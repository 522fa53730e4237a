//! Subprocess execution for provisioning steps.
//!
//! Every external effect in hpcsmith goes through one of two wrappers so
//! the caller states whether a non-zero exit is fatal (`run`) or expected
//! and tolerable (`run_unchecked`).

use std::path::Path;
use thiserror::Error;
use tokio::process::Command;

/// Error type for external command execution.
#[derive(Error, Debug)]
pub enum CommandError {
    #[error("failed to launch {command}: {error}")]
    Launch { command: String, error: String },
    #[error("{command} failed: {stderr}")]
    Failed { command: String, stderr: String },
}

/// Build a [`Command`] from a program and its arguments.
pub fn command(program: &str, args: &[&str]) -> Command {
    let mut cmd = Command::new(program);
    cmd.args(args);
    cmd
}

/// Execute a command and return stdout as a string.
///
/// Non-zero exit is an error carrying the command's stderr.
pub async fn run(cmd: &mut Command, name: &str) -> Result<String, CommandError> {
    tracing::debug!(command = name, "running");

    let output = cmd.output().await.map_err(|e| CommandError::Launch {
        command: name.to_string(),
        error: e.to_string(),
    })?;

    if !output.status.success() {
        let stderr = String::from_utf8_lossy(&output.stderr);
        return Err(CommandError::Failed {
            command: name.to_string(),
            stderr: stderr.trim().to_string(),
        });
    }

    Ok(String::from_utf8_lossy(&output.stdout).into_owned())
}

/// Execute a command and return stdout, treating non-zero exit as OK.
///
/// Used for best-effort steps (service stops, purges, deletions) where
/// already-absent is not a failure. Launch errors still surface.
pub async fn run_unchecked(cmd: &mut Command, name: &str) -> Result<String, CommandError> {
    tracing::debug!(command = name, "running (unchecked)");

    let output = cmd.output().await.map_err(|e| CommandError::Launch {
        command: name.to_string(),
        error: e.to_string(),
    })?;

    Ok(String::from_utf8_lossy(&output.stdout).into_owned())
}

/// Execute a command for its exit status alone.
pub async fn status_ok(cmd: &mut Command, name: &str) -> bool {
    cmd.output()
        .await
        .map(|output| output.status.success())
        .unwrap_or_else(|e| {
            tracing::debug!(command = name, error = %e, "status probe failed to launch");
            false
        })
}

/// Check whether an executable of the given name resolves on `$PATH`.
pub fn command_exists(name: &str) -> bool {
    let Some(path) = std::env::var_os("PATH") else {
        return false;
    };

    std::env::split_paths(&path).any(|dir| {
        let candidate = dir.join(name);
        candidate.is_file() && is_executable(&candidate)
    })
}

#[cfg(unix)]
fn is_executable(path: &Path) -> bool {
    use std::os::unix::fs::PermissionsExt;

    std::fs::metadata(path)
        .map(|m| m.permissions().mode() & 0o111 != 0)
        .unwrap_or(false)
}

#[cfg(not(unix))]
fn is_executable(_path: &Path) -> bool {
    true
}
───
■ EXERCISE DETAILS ■
Your answer should be the data above, retyped exactly.

■ RESULT ■
repository 522fa53730e4237a
//! Subprocess execution for provisioning steps.
//!
//! Every external effect in hpcsmith goes through one of two wrappers so
//! the caller states whether a non-zero exit is fatal (`run`) or expected
//! and tolerable (`run_unchecked`).

use std::path::Path;
use thiserror::Error;
use tokio::process::Command;

/// Error type for external command execution.
#[derive(Error, Debug)]
pub enum CommandError {
    #[error("failed to launch {command}: {error}")]
    Launch { command: String, error: String },
    #[error("{command} failed: {stderr}")]
    Failed { command: String, stderr: String },
}

/// Build a [`Command`] from a program and its arguments.
pub fn command(program: &str, args: &[&str]) -> Command {
    let mut cmd = Command::new(program);
    cmd.args(args);
    cmd
}

/// Execute a command and return stdout as a string.
///
/// Non-zero exit is an error carrying the command's stderr.
pub async fn run(cmd: &mut Command, name: &str) -> Result<String, CommandError> {
    tracing::debug!(command = name, "running");

    let output = cmd.output().await.map_err(|e| CommandError::Launch {
        command: name.to_string(),
        error: e.to_string(),
    })?;

    if !output.status.success() {
        let stderr = String::from_utf8_lossy(&output.stderr);
        return Err(CommandError::Failed {
            command: name.to_string(),
            stderr: stderr.trim().to_string(),
        });
    }

    Ok(String::from_utf8_lossy(&output.stdout).into_owned())
}

/// Execute a command and return stdout, treating non-zero exit as OK.
///
/// Used for best-effort steps (service stops, purges, deletions) where
/// already-absent is not a failure. Launch errors still surface.
pub async fn run_unchecked(cmd: &mut Command, name: &str) -> Result<String, CommandError> {
    tracing::debug!(command = name, "running (unchecked)");

    let output = cmd.output().await.map_err(|e| CommandError::Launch {
        command: name.to_string(),
        error: e.to_string(),
    })?;

    Ok(String::from_utf8_lossy(&output.stdout).into_owned())
}

/// Execute a command for its exit status alone.
pub async fn status_ok(cmd: &mut Command, name: &str) -> bool {
    cmd.output()
        .await
        .map(|output| output.status.success())
        .unwrap_or_else(|e| {
            tracing::debug!(command = name, error = %e, "status probe failed to launch");
            false
        })
}

/// Check whether an executable of the given name resolves on `$PATH`.
pub fn command_exists(name: &str) -> bool {
    let Some(path) = std::env::var_os("PATH") else {
        return false;
    };

    std::env::split_paths(&path).any(|dir| {
        let candidate = dir.join(name);
        candidate.is_file() && is_executable(&candidate)
    })
}

#[cfg(unix)]
fn is_executable(path: &Path) -> bool {
    use std::os::unix::fs::PermissionsExt;

    std::fs::metadata(path)
        .map(|m| m.permissions().mode() & 0o111 != 0)
        .unwrap_or(false)
}

#[cfg(not(unix))]
fn is_executable(_path: &Path) -> bool {
    true
}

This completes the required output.